#### SOURCE MATERIAL ####
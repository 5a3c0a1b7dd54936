//! Administrative commands and the leaderboard.

mod common;

use crime_core::{
    collaborator::ConfigStore,
    command::AdminCommand,
    config::{GuildCrimeSettings, RANDOM_CRIME_KEY},
    error::{CrimeError, ErrorKind},
    leaderboard::LeaderboardCategory,
    record::MemberCriminalRecord,
    scenario_registry::ScenarioFields,
};
use common::SimHarness;

const GROUP: u64 = SimHarness::GROUP;

fn settings(h: &SimHarness) -> GuildCrimeSettings {
    h.engine.settings(GROUP).expect("settings")
}

#[test]
fn unconfigured_group_uses_defaults_without_writing() {
    let h = SimHarness::new(1).unwrap();
    assert_eq!(settings(&h), GuildCrimeSettings::default());
    assert!(h.store.group_settings(GROUP).unwrap().is_none());
}

#[test]
fn per_crime_commands_update_one_field() {
    let h = SimHarness::new(1).unwrap();
    let commands = [
        AdminCommand::SetSuccessRate { crime: "mugging".into(), rate: 0.9 },
        AdminCommand::SetReward { crime: "mugging".into(), min: 10, max: 20 },
        AdminCommand::SetCooldown { crime: "mugging".into(), secs: 42 },
        AdminCommand::SetJailTime { crime: "mugging".into(), secs: 60 },
        AdminCommand::SetFineMultiplier { crime: "mugging".into(), multiplier: 0.1 },
        AdminCommand::SetEnabled { crime: "mugging".into(), enabled: false },
    ];
    for command in &commands {
        h.engine.apply_admin(GROUP, command).unwrap();
    }

    let mugging = settings(&h).crime_options["mugging"].clone();
    assert_eq!(mugging.success_rate, 0.9);
    assert_eq!((mugging.min_reward, mugging.max_reward), (10, 20));
    assert_eq!(mugging.cooldown_secs, 42);
    assert_eq!(mugging.jail_time_secs, 60);
    assert_eq!(mugging.fine_multiplier, 0.1);
    assert!(!mugging.enabled);
    assert_eq!(settings(&h).crime_options["pickpocket"], GuildCrimeSettings::default().crime_options["pickpocket"]);

    assert_eq!(h.store.settings_revision(GROUP).unwrap(), commands.len() as i64);
    assert_eq!(h.store.count_events(GROUP, "settings_changed").unwrap(), commands.len() as i64);
}

#[test]
fn invalid_commands_leave_settings_untouched() {
    let h = SimHarness::new(1).unwrap();
    h.engine.apply_admin(GROUP, &AdminCommand::SetBailMultiplier { multiplier: 2.0 }).unwrap();
    let before = settings(&h);

    let rejected = [
        AdminCommand::SetSuccessRate { crime: "mugging".into(), rate: 1.2 },
        AdminCommand::SetReward { crime: "mugging".into(), min: 500, max: 100 },
        AdminCommand::SetFineMultiplier { crime: "mugging".into(), multiplier: -0.5 },
        AdminCommand::SetBailMultiplier { multiplier: -1.0 },
    ];
    for command in &rejected {
        let err = h.engine.apply_admin(GROUP, command).unwrap_err();
        assert_eq!(err.kind(), ErrorKind::Validation, "{command:?}");
    }

    let err = h
        .engine
        .apply_admin(GROUP, &AdminCommand::SetCooldown { crime: "arson".into(), secs: 1 })
        .unwrap_err();
    assert!(matches!(err, CrimeError::UnknownCrimeType(ref c) if c == "arson"));

    assert_eq!(settings(&h), before);
    assert_eq!(h.store.settings_revision(GROUP).unwrap(), 1);
}

#[test]
fn random_has_its_own_switch_and_cooldown() {
    let h = SimHarness::new(1).unwrap();
    h.engine
        .apply_admin(GROUP, &AdminCommand::SetEnabled { crime: RANDOM_CRIME_KEY.into(), enabled: false })
        .unwrap();
    h.engine.apply_admin(GROUP, &AdminCommand::SetRandomCooldown { secs: 30 }).unwrap();
    let s = settings(&h);
    assert!(!s.random_enabled);
    assert_eq!(s.random_cooldown_secs, 30);
    assert!(!s.crime_options.contains_key(RANDOM_CRIME_KEY));
    assert!(matches!(h.attempt_random(1), Err(CrimeError::CrimeDisabled(_))));
}

#[test]
fn reload_defaults_only_resets_crime_types() {
    let h = SimHarness::new(1).unwrap();
    h.engine.apply_admin(GROUP, &AdminCommand::SetCooldown { crime: "rob_store".into(), secs: 5 }).unwrap();
    h.engine.apply_admin(GROUP, &AdminCommand::ToggleBail { enabled: false }).unwrap();
    h.engine
        .apply_admin(GROUP, &AdminCommand::SetStealLimits { min_balance: 10, max_amount: 50 })
        .unwrap();

    h.engine.apply_admin(GROUP, &AdminCommand::ReloadDefaults).unwrap();
    let s = settings(&h);
    assert_eq!(s.crime_options, GuildCrimeSettings::default().crime_options);
    assert!(!s.allow_bail);
    assert_eq!((s.min_steal_balance, s.max_steal_amount), (10, 50));
}

#[test]
fn scenarios_are_added_and_removed_through_commands() {
    let h = SimHarness::new(1).unwrap();
    let fields = ScenarioFields {
        name:         Some("Night Shift".into()),
        risk:         Some("low".into()),
        attempt_text: Some("{user} clocks in".into()),
        success_text: Some("{user} pockets {amount} {currency}".into()),
        fail_text:    Some("{user} pays {fine} {currency}".into()),
        ..Default::default()
    };
    h.engine.apply_admin(GROUP, &AdminCommand::AddScenario { fields: fields.clone() }).unwrap();
    assert_eq!(settings(&h).custom_scenarios[0].name, "night shift");

    let current = settings(&h);
    let listed = h.engine.registry().list_scenarios(&current);
    assert_eq!(listed.last().map(|s| s.name.as_str()), Some("night shift"));

    let err = h.engine.apply_admin(GROUP, &AdminCommand::AddScenario { fields }).unwrap_err();
    assert_eq!(err.kind(), ErrorKind::Duplicate);

    h.engine
        .apply_admin(GROUP, &AdminCommand::RemoveScenario { name: "NIGHT SHIFT".into() })
        .unwrap();
    assert!(settings(&h).custom_scenarios.is_empty());
    let err = h
        .engine
        .apply_admin(GROUP, &AdminCommand::RemoveScenario { name: "night shift".into() })
        .unwrap_err();
    assert_eq!(err.kind(), ErrorKind::NotFound);

    assert_eq!(h.store.count_events(GROUP, "scenario_added").unwrap(), 1);
    assert_eq!(h.store.count_events(GROUP, "scenario_removed").unwrap(), 1);
}

#[test]
fn commands_parse_from_json_lines() {
    let parsed: AdminCommand =
        serde_json::from_str(r#"{"cmd": "set_cooldown", "crime": "mugging", "secs": 90}"#).unwrap();
    assert_eq!(parsed, AdminCommand::SetCooldown { crime: "mugging".into(), secs: 90 });
    assert_eq!(parsed.name(), "set_cooldown");
    assert_eq!(parsed.targets_member(), None);

    let jail: AdminCommand =
        serde_json::from_str(r#"{"cmd": "manual_jail", "actor": 7, "minutes": 3, "channel": null}"#).unwrap();
    assert_eq!(jail.targets_member(), Some(7));

    let mut s = GuildCrimeSettings::default();
    assert!(jail.apply(&mut s, &GuildCrimeSettings::default()).is_err());
    assert!(serde_json::from_str::<AdminCommand>(r#"{"cmd": "launch_missiles"}"#).is_err());
}

#[test]
fn settings_are_isolated_per_group() {
    let h = SimHarness::new(1).unwrap();
    h.engine.apply_admin(GROUP, &AdminCommand::ToggleBail { enabled: false }).unwrap();
    assert!(h.engine.settings(GROUP + 1).unwrap().allow_bail);
}

#[test]
fn leaderboard_ranks_top_three_per_category() {
    let h = SimHarness::new(1).unwrap();
    let seeds = [(1, 500, 3, 0), (2, 900, 1, 40), (3, 100, 7, 0), (4, 700, 2, 10), (5, 0, 0, 0)];
    for (actor, earned, streak, fines) in seeds {
        let mut record = MemberCriminalRecord::default();
        record.total_credits_earned = earned;
        record.largest_heist = earned;
        record.highest_streak = streak;
        record.total_fines_paid = fines;
        record.total_successful_crimes = streak as u64;
        h.store.save_member_record(SimHarness::member(actor), &record).unwrap();
    }

    let board = h.engine.leaderboard(GROUP).unwrap();
    assert_eq!(board.len(), LeaderboardCategory::ALL.len());

    let earnings = board.iter().find(|s| s.category == LeaderboardCategory::Earnings).unwrap();
    let order: Vec<u64> = earnings.entries.iter().map(|e| e.actor).collect();
    assert_eq!(order, vec![2, 4, 1]);

    let streaks = board.iter().find(|s| s.category == LeaderboardCategory::Streaks).unwrap();
    assert_eq!(streaks.entries[0].actor, 3);
    assert_eq!(streaks.entries[0].value, 7);

    let fines = board.iter().find(|s| s.category == LeaderboardCategory::Fines).unwrap();
    let order: Vec<u64> = fines.entries.iter().map(|e| e.actor).collect();
    assert_eq!(order, vec![2, 4], "zero values are not ranked");
}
####
▶ **PROMPT**
Only the lines from the one containing "let jail: AdminCommand" through the one containing "assert_eq!(streaks.entries[0].value, 7);" are to be retyped, both boundary lines included, with no other material.

▶ **EXERCISE SOLUTION**
    let jail: AdminCommand =
        serde_json::from_str(r#"{"cmd": "manual_jail", "actor": 7, "minutes": 3, "channel": null}"#).unwrap();
    assert_eq!(jail.targets_member(), Some(7));

    let mut s = GuildCrimeSettings::default();
    assert!(jail.apply(&mut s, &GuildCrimeSettings::default()).is_err());
    assert!(serde_json::from_str::<AdminCommand>(r#"{"cmd": "launch_missiles"}"#).is_err());
}

#[test]
fn settings_are_isolated_per_group() {
    let h = SimHarness::new(1).unwrap();
    h.engine.apply_admin(GROUP, &AdminCommand::ToggleBail { enabled: false }).unwrap();
    assert!(h.engine.settings(GROUP + 1).unwrap().allow_bail);
}

#[test]
fn leaderboard_ranks_top_three_per_category() {
    let h = SimHarness::new(1).unwrap();
    let seeds = [(1, 500, 3, 0), (2, 900, 1, 40), (3, 100, 7, 0), (4, 700, 2, 10), (5, 0, 0, 0)];
    for (actor, earned, streak, fines) in seeds {
        let mut record = MemberCriminalRecord::default();
        record.total_credits_earned = earned;
        record.largest_heist = earned;
        record.highest_streak = streak;
        record.total_fines_paid = fines;
        record.total_successful_crimes = streak as u64;
        h.store.save_member_record(SimHarness::member(actor), &record).unwrap();
    }

    let board = h.engine.leaderboard(GROUP).unwrap();
    assert_eq!(board.len(), LeaderboardCategory::ALL.len());

    let earnings = board.iter().find(|s| s.category == LeaderboardCategory::Earnings).unwrap();
    let order: Vec<u64> = earnings.entries.iter().map(|e| e.actor).collect();
    assert_eq!(order, vec![2, 4, 1]);

    let streaks = board.iter().find(|s| s.category == LeaderboardCategory::Streaks).unwrap();
    assert_eq!(streaks.entries[0].actor, 3);
    assert_eq!(streaks.entries[0].value, 7);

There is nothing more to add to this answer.